Maintaining the stockpiles
After agreeing to the zero yield CTBT, several of the NWS have emphasised the importance of building up research and skills in alternative activities, including laboratory testing and simulations. The United States has its $4 billion 'scientific based stockpile stewardship' plans. This includes a planned programme of 'subcritical' tests, using the Nevada Test Site, and the National Ignition Facility (NIF) at the Lawrence Livermore National Laboratory, where inertial confinement fusion (ICF) experiments are to be conducted.

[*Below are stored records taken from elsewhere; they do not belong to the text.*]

use actix_web::{HttpRequest, HttpResponse, Result as ActixResult, web};
use once_cell::sync::Lazy;

use crate::services::FileService;

// 懒加载的全局 FileService 实例
static FILE_SERVICE: Lazy<FileService> = Lazy::new(FileService::new_lazy);

pub async fn handle_upload(
    request: HttpRequest,
    payload: actix_multipart::Multipart,
) -> ActixResult<HttpResponse> {
    FILE_SERVICE.handle_upload(&request, payload).await
}

// 配置路由
pub fn configure_file_routes(cfg: &mut web::ServiceConfig) {
    cfg.route("/upload", web::post().to(handle_upload));
}
pub mod shutdown;
pub mod startup;
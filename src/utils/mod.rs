pub mod filename;
pub mod parameter_error_handler;

pub use filename::{extension_of, sanitize_filename, storage_key};
pub use parameter_error_handler::json_error_handler;
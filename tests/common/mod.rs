#![allow(dead_code)]

use std::path::PathBuf;
use std::sync::Arc;

use rust_docvault::config::{DatabaseConfig, UploadConfig};
use rust_docvault::storage::{Storage, create_storage};
use tempfile::TempDir;

pub const BOUNDARY: &str = "----docvault-test-boundary";

/// 每个测试独立的临时数据库和上传目录
pub struct TestContext {
    pub temp_dir: TempDir,
    pub storage: Arc<dyn Storage>,
    pub upload_config: UploadConfig,
}

impl TestContext {
    pub async fn new() -> Self {
        Self::with_max_size(UploadConfig::default().max_size).await
    }

    pub async fn with_max_size(max_size: usize) -> Self {
        let temp_dir = tempfile::tempdir().expect("Failed to create temp directory");
        let db_path = temp_dir.path().join("test.db");
        let database = DatabaseConfig {
            url: format!("sqlite://{}?mode=rwc", db_path.display()),
            pool_size: 4,
            timeout: 5,
        };
        let storage = create_storage(&database)
            .await
            .expect("Failed to create test storage");

        let upload_config = UploadConfig {
            dir: temp_dir
                .path()
                .join("uploads")
                .to_string_lossy()
                .into_owned(),
            max_size,
            ..UploadConfig::default()
        };

        Self {
            temp_dir,
            storage,
            upload_config,
        }
    }

    pub fn upload_dir(&self) -> PathBuf {
        PathBuf::from(&self.upload_config.dir)
    }

    /// 上传目录中的全部文件，目录不存在时为空
    pub fn stored_files(&self) -> Vec<PathBuf> {
        match std::fs::read_dir(self.upload_dir()) {
            Ok(entries) => entries.filter_map(|e| e.ok()).map(|e| e.path()).collect(),
            Err(_) => Vec::new(),
        }
    }
}

/// 构建与 main 相同路由的测试服务
macro_rules! test_app {
    ($ctx:expr) => {
        actix_web::test::init_service(
            actix_web::App::new()
                .app_data(
                    actix_web::web::JsonConfig::default()
                        .error_handler(rust_docvault::utils::json_error_handler),
                )
                .app_data(actix_web::web::Data::new($ctx.storage.clone()))
                .app_data(actix_web::web::Data::new($ctx.upload_config.clone()))
                .configure(rust_docvault::routes::configure_routes),
        )
        .await
    };
}

/// multipart 表单中的一个分段
pub struct Part<'a> {
    pub name: &'a str,
    pub filename: Option<&'a str>,
    pub content_type: Option<&'a str>,
    pub data: &'a [u8],
}

impl<'a> Part<'a> {
    pub fn file(name: &'a str, filename: &'a str, content_type: &'a str, data: &'a [u8]) -> Self {
        Self {
            name,
            filename: Some(filename),
            content_type: Some(content_type),
            data,
        }
    }

    pub fn pdf(filename: &'a str, data: &'a [u8]) -> Self {
        Self::file("pdf", filename, "application/pdf", data)
    }

    pub fn text(name: &'a str, value: &'a str) -> Self {
        Self {
            name,
            filename: None,
            content_type: None,
            data: value.as_bytes(),
        }
    }
}

pub fn multipart_content_type() -> String {
    format!("multipart/form-data; boundary={BOUNDARY}")
}

pub fn multipart_body(parts: &[Part<'_>]) -> Vec<u8> {
    let mut body = Vec::new();
    for part in parts {
        body.extend_from_slice(format!("--{BOUNDARY}\r\n").as_bytes());
        match part.filename {
            Some(filename) => body.extend_from_slice(
                format!(
                    "Content-Disposition: form-data; name=\"{}\"; filename=\"{}\"\r\n",
                    part.name, filename
                )
                .as_bytes(),
            ),
            None => body.extend_from_slice(
                format!("Content-Disposition: form-data; name=\"{}\"\r\n", part.name).as_bytes(),
            ),
        }
        if let Some(content_type) = part.content_type {
            body.extend_from_slice(format!("Content-Type: {content_type}\r\n").as_bytes());
        }
        body.extend_from_slice(b"\r\n");
        body.extend_from_slice(part.data);
        body.extend_from_slice(b"\r\n");
    }
    body.extend_from_slice(format!("--{BOUNDARY}--\r\n").as_bytes());
    body
}

pub fn upload_request(parts: &[Part<'_>]) -> actix_web::test::TestRequest {
    actix_web::test::TestRequest::post()
        .uri("/upload")
        .insert_header(("content-type", multipart_content_type()))
        .set_payload(multipart_body(parts))
}
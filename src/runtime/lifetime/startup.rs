use crate::config::AppConfig;
use crate::errors::{DocVaultError, Result};
use crate::storage::Storage;
use std::sync::Arc;
use tracing::warn;

pub struct StartupContext {
    pub storage: Arc<dyn Storage>,
}

/// 准备服务器启动的上下文
///
/// 数据库连接必须在开始接收请求之前建立成功。
pub async fn prepare_server_startup(config: &AppConfig) -> Result<StartupContext> {
    let storage = crate::storage::create_storage(&config.database).await?;
    warn!("Storage backend initialized and migrations completed");

    // 上传目录也会在首次上传时按需创建
    tokio::fs::create_dir_all(&config.upload.dir)
        .await
        .map_err(|e| {
            DocVaultError::file_operation(format!(
                "Failed to create upload directory {}: {e}",
                config.upload.dir
            ))
        })?;
    warn!("Upload directory ready at {}", config.upload.dir);

    Ok(StartupContext { storage })
}
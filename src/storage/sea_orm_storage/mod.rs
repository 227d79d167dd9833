//! SeaORM 存储实现
//!
//! 统一的数据库存储层，支持 SQLite、PostgreSQL 和 MySQL。

mod files;
mod users;

use crate::config::DatabaseConfig;
use crate::errors::{DocVaultError, Result};
use migration::{Migrator, MigratorTrait};
use sea_orm::{ConnectOptions, Database, DatabaseConnection};
use std::time::Duration;
use tracing::info;

/// SeaORM 存储实现
#[derive(Clone)]
pub struct SeaOrmStorage {
    pub(crate) db: DatabaseConnection,
}

impl SeaOrmStorage {
    /// 创建新的 SeaORM 存储实例并执行迁移
    pub async fn new_async(config: &DatabaseConfig) -> Result<Self> {
        let db_url = Self::build_database_url(&config.url)?;

        // 根据数据库类型选择连接方式
        let db = if db_url.starts_with("sqlite:") {
            Self::connect_sqlite(&db_url, config).await?
        } else {
            Self::connect_generic(&db_url, config).await?
        };

        // 运行迁移
        Migrator::up(&db, None)
            .await
            .map_err(|e| DocVaultError::database_operation(format!("Migration failed: {e}")))?;

        info!("SeaORM storage initialized, database: {}", db_url);

        Ok(Self { db })
    }

    /// SQLite 专用连接（WAL + busy timeout，允许多个请求并发写入）
    async fn connect_sqlite(url: &str, config: &DatabaseConfig) -> Result<DatabaseConnection> {
        use sea_orm::SqlxSqliteConnector;
        use sea_orm::sqlx::sqlite::{
            SqliteConnectOptions, SqliteJournalMode, SqlitePoolOptions, SqliteSynchronous,
        };
        use std::str::FromStr;

        let opt = SqliteConnectOptions::from_str(url)
            .map_err(|e| DocVaultError::database_config(format!("Invalid SQLite URL: {e}")))?
            .create_if_missing(true)
            .journal_mode(SqliteJournalMode::Wal)
            .synchronous(SqliteSynchronous::Normal)
            .busy_timeout(Duration::from_secs(5))
            .pragma("temp_store", "memory");

        let pool = SqlitePoolOptions::new()
            .max_connections(config.pool_size)
            .min_connections(1)
            .test_before_acquire(true)
            .acquire_timeout(Duration::from_secs(config.timeout))
            .idle_timeout(Duration::from_secs(300))
            .connect_with(opt)
            .await
            .map_err(|e| {
                DocVaultError::database_connection(format!("SQLite connection failed: {e}"))
            })?;

        Ok(SqlxSqliteConnector::from_sqlx_sqlite_pool(pool))
    }

    /// 通用连接（PostgreSQL、MySQL 等）
    async fn connect_generic(url: &str, config: &DatabaseConfig) -> Result<DatabaseConnection> {
        let mut opt = ConnectOptions::new(url);
        opt.max_connections(config.pool_size)
            .min_connections(1)
            .connect_timeout(Duration::from_secs(config.timeout))
            .acquire_timeout(Duration::from_secs(config.timeout))
            .idle_timeout(Duration::from_secs(600))
            .max_lifetime(Duration::from_secs(1800))
            .sqlx_logging(false);

        Database::connect(opt).await.map_err(|e| {
            DocVaultError::database_connection(format!("Unable to connect to database: {e}"))
        })
    }

    /// 从 URL 自动推断数据库类型并构建连接 URL
    fn build_database_url(url: &str) -> Result<String> {
        if url.starts_with("sqlite:") {
            Ok(url.to_string())
        } else if url.ends_with(".db") || url.ends_with(".sqlite") {
            Ok(format!("sqlite://{url}?mode=rwc"))
        } else if url.starts_with("postgres://")
            || url.starts_with("postgresql://")
            || url.starts_with("mysql://")
            || url.starts_with("mariadb://")
        {
            Ok(url.to_string())
        } else {
            Err(DocVaultError::database_config(format!(
                "Cannot infer database type from URL: {url}. Supported: sqlite:, postgres://, mysql://, or a .db/.sqlite file path"
            )))
        }
    }
}

// Storage trait 实现
use crate::models::{
    files::entities::{FileRecord, NewFileRecord},
    users::{entities::User, requests::CreateUserRequest},
};
use crate::storage::Storage;
use async_trait::async_trait;

#[async_trait]
impl Storage for SeaOrmStorage {
    // 用户模块
    async fn create_user(&self, user: CreateUserRequest) -> Result<User> {
        self.create_user_impl(user).await
    }

    async fn get_user_by_email(&self, email: &str) -> Result<Option<User>> {
        self.get_user_by_email_impl(email).await
    }

    // 文件模块
    async fn create_file_record(&self, record: NewFileRecord) -> Result<FileRecord> {
        self.create_file_record_impl(record).await
    }

    async fn get_file_record_by_name(&self, filename: &str) -> Result<Option<FileRecord>> {
        self.get_file_record_by_name_impl(filename).await
    }

    async fn close(&self) -> Result<()> {
        // 克隆的连接共享同一个连接池，关闭任一句柄即关闭整个池
        self.db.clone().close().await.map_err(|e| {
            DocVaultError::database_connection(format!("Failed to close database pool: {e}"))
        })
    }
}

#[cfg(test)]
mod tests {
    use super::*;

    #[test]
    fn test_build_database_url() {
        assert_eq!(
            SeaOrmStorage::build_database_url("data/docvault.db").unwrap(),
            "sqlite://data/docvault.db?mode=rwc"
        );
        assert_eq!(
            SeaOrmStorage::build_database_url("sqlite://a.db?mode=rwc").unwrap(),
            "sqlite://a.db?mode=rwc"
        );
        assert_eq!(
            SeaOrmStorage::build_database_url("postgres://u:p@localhost/db").unwrap(),
            "postgres://u:p@localhost/db"
        );
    }

    #[test]
    fn test_build_database_url_rejects_unknown_scheme() {
        let err = SeaOrmStorage::build_database_url("mongodb://127.0.0.1:27017/mydb").unwrap_err();
        assert_eq!(err.code(), "E001");
    }
}
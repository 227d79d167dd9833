use serde::{Deserialize, Serialize};

/// 上传成功响应
#[derive(Debug, Serialize, Deserialize)]
pub struct FileUploadResponse {
    /// 存储键
    pub filename: String,
    /// 文件大小(字节)
    pub size: i64,
}
//! 用户实体

use sea_orm::entity::prelude::*;

#[derive(Clone, Debug, PartialEq, DeriveEntityModel)]
#[sea_orm(table_name = "users")]
pub struct Model {
    #[sea_orm(primary_key)]
    pub id: i64,
    pub name: String,
    #[sea_orm(unique)]
    pub email: String,
    pub password: String,
    pub created_at: i64,
}

#[derive(Copy, Clone, Debug, EnumIter, DeriveRelation)]
pub enum Relation {}

impl ActiveModelBehavior for ActiveModel {}

// 从数据库模型转换为业务模型
impl Model {
    pub fn into_user(self) -> crate::models::users::entities::User {
        use crate::models::users::entities::User;
        use chrono::{DateTime, Utc};

        User {
            id: self.id,
            name: self.name,
            email: self.email,
            password: self.password,
            created_at: DateTime::<Utc>::from_timestamp(self.created_at, 0).unwrap_or_default(),
        }
    }
}
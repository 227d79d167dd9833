pub mod gate;
pub mod upload;

use actix_multipart::Multipart;
use actix_web::{HttpRequest, HttpResponse, Result as ActixResult, web};
use std::sync::Arc;

use crate::config::UploadConfig;
use crate::storage::Storage;

pub use gate::UploadGate;

pub struct FileService {
    storage: Option<Arc<dyn Storage>>,
}

impl FileService {
    pub fn new_lazy() -> Self {
        Self { storage: None }
    }

    pub(crate) fn get_storage(&self, request: &HttpRequest) -> Arc<dyn Storage> {
        if let Some(storage) = &self.storage {
            storage.clone()
        } else {
            request
                .app_data::<web::Data<Arc<dyn Storage>>>()
                .expect("Storage not found in app data")
                .get_ref()
                .clone()
        }
    }

    pub(crate) fn get_upload_config(&self, request: &HttpRequest) -> web::Data<UploadConfig> {
        request
            .app_data::<web::Data<UploadConfig>>()
            .expect("UploadConfig not found in app data")
            .clone()
    }

    // Handle file upload
    pub async fn handle_upload(
        &self,
        request: &HttpRequest,
        payload: Multipart,
    ) -> ActixResult<HttpResponse> {
        upload::handle_upload(self, request, payload).await
    }
}
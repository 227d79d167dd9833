use serde::Serialize;

/// 用户记录
///
/// 密码按原样保存，不做哈希处理，不随响应返回。
#[derive(Debug, Clone, Serialize)]
pub struct User {
    pub id: i64,
    pub name: String,
    pub email: String,
    #[serde(skip_serializing)]
    pub password: String,
    pub created_at: chrono::DateTime<chrono::Utc>,
}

Los Alamos has the Dual Axis Radiographic Hydrotest (DARHT) facility underway and plans for an Advanced Hydrotest Facility at the Nevada site.
Less is known about the programmes and facilities of the other NWS. When it accepted the zero yield decision in May 1996, Russia spoke of stockpile management in terms almost identical with the US. MinAtom subsequently procured supercomputer technology from the United States for Arzamas-16 and Chelyabinsk-70, despite US attempts to pull out of a deal that Moscow thought had been promised when Yeltsin agreed to the zero yield decision. The Russians want to put in place a programme able to analyse and evaluate data from past tests and develop advanced computer codes to simulate the processes of thermonuclear explosions. The programme would incorporate hydrodynamic testing and laboratory experiments. Like the US, Russia wants to use and maintain its remaining underground test site, in part as an insurance against break-out, should the test ban or non-proliferation regime fail. But Russian officials acknowledge that they lag behind the US in money and facilities. They fear that if the US programme is intended to push forward the frontiers of nuclear research and development without testing, Russia would not be able to finance the programmes to keep up.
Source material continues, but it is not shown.